EXERCISE GOAL:
Only the lines from the one containing "static PREFERENCES: OnceLock<RwLock<OutputPreferences>>" through the one containing "pub fn current_preferences()" should be printed, exactly as they appear below, with both ends included.

DATA SHOWN:
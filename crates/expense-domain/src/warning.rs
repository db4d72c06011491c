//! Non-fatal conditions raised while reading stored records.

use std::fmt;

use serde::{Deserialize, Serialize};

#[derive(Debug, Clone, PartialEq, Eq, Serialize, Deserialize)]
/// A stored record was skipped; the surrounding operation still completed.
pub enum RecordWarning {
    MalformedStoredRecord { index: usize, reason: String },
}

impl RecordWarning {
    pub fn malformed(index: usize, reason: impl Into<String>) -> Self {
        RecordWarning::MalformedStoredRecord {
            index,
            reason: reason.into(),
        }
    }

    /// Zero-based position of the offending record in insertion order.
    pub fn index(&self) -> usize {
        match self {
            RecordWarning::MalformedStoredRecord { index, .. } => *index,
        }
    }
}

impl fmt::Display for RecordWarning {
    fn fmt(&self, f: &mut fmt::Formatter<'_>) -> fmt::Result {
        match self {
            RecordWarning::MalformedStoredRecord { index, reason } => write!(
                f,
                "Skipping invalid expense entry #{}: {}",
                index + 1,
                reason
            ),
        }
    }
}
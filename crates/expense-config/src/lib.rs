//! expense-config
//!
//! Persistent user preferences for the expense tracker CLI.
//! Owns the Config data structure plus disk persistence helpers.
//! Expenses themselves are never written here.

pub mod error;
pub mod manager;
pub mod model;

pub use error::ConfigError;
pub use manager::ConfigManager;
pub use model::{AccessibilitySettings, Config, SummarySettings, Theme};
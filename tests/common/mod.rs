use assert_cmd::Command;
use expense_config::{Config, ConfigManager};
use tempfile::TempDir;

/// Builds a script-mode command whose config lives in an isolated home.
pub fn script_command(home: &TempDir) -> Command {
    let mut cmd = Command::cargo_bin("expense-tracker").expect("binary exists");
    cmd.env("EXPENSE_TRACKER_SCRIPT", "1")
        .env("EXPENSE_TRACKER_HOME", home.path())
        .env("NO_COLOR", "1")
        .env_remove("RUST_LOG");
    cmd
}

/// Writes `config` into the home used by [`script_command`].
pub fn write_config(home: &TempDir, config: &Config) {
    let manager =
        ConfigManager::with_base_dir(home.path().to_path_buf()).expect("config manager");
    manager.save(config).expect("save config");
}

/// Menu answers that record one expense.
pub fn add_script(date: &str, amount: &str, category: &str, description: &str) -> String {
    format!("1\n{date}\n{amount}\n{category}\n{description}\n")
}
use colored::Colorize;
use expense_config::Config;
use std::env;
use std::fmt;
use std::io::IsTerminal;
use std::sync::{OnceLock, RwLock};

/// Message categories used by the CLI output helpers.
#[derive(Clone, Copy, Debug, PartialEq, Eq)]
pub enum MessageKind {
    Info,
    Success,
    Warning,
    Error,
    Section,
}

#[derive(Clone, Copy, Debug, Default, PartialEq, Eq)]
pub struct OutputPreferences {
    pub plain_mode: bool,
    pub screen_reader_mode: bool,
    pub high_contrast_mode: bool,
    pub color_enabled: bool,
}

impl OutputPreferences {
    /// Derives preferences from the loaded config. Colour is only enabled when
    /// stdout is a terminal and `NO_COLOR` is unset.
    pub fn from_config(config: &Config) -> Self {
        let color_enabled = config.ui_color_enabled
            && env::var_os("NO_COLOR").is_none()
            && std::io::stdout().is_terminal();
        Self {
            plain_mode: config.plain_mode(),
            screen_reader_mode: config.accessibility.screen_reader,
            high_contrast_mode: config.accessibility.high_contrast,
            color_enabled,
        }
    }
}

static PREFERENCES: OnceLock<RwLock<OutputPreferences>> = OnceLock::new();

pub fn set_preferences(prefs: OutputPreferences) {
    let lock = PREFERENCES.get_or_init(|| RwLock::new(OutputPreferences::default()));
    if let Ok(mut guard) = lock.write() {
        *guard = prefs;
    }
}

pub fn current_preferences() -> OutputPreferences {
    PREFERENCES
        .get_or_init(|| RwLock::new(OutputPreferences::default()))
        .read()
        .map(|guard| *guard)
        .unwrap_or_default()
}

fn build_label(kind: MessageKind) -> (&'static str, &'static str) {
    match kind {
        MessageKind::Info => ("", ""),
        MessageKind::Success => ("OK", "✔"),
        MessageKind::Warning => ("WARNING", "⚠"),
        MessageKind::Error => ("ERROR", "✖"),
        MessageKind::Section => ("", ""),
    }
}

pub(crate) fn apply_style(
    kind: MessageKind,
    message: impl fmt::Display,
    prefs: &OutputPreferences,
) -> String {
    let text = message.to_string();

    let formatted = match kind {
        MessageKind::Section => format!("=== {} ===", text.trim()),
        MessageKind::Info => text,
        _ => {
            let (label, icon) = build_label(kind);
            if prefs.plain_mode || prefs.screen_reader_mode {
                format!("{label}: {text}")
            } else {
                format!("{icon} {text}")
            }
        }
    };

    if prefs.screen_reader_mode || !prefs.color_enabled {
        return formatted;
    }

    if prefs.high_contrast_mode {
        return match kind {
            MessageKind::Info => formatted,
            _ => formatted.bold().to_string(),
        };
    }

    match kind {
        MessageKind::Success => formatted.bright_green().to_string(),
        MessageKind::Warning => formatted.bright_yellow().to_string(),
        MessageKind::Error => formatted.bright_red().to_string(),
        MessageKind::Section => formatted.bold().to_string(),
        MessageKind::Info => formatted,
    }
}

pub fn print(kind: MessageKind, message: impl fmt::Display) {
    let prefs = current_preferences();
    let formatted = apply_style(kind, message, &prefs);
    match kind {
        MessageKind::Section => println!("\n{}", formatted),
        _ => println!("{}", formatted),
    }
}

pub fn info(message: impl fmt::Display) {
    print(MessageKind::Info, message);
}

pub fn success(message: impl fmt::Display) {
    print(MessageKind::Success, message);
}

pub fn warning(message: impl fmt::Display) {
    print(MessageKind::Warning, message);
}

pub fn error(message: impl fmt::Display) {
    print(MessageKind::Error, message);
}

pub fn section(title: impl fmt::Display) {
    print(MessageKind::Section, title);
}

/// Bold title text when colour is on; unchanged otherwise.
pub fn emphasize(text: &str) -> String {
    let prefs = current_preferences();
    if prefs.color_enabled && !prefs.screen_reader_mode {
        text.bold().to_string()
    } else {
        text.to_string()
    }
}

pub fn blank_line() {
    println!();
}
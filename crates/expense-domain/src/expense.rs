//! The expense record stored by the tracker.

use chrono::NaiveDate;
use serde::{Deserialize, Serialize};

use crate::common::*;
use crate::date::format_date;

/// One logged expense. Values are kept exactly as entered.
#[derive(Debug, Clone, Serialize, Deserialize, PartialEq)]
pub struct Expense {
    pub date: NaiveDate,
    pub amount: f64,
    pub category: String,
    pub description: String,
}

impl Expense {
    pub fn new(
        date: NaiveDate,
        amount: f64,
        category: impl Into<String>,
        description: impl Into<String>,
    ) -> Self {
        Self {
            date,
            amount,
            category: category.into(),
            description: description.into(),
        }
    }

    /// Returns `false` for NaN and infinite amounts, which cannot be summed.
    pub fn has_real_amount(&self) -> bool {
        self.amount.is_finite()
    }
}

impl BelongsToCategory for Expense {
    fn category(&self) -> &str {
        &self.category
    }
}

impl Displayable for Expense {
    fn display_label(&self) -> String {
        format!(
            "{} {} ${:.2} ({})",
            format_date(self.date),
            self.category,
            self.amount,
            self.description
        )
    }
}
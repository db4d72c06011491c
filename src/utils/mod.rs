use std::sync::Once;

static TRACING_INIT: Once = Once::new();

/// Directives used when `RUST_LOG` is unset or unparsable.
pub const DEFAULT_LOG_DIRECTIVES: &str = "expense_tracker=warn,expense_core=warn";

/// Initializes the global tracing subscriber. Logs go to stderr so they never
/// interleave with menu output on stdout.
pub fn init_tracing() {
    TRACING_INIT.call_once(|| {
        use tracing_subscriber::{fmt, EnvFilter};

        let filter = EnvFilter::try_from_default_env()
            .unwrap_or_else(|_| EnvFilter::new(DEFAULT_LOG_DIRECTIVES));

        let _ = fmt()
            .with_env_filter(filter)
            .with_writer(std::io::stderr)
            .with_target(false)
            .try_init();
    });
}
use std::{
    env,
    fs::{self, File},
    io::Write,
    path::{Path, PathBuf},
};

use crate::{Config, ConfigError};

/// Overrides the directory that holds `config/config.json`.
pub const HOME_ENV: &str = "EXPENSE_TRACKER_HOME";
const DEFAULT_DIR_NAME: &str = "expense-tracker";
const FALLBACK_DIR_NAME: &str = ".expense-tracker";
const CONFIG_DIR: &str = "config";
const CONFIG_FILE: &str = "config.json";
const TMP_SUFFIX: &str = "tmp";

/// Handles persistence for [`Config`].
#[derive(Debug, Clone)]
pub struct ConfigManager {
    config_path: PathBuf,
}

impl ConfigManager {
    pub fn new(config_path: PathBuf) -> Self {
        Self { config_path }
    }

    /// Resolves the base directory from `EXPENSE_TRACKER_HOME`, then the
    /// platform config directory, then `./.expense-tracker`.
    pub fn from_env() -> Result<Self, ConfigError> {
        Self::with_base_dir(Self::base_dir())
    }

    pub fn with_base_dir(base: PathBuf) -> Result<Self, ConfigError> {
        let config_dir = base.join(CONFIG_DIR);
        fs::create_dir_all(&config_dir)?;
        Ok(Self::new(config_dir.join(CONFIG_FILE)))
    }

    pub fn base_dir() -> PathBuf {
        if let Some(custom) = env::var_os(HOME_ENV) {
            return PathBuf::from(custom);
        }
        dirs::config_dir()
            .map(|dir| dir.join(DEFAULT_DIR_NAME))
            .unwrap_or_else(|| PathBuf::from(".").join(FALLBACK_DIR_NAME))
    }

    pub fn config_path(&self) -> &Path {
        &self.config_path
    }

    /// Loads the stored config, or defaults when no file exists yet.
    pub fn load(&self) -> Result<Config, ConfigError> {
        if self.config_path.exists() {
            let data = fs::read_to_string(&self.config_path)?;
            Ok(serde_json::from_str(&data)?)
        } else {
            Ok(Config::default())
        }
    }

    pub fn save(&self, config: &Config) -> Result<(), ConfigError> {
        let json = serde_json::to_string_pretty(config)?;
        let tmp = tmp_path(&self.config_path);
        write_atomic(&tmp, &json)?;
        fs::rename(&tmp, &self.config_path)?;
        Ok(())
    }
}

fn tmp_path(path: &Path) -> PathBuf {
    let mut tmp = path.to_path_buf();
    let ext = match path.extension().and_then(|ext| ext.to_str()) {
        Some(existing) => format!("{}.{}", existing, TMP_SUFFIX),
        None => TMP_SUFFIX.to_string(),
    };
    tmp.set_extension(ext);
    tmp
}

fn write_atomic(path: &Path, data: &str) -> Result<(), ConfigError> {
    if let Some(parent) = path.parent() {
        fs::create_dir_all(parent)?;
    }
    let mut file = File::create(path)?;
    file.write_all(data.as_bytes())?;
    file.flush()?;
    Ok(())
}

YOUR SOLUTION:
static PREFERENCES: OnceLock<RwLock<OutputPreferences>> = OnceLock::new();

pub fn set_preferences(prefs: OutputPreferences) {
    let lock = PREFERENCES.get_or_init(|| RwLock::new(OutputPreferences::default()));
    if let Ok(mut guard) = lock.write() {
        *guard = prefs;
    }
}

pub fn current_preferences() -> OutputPreferences {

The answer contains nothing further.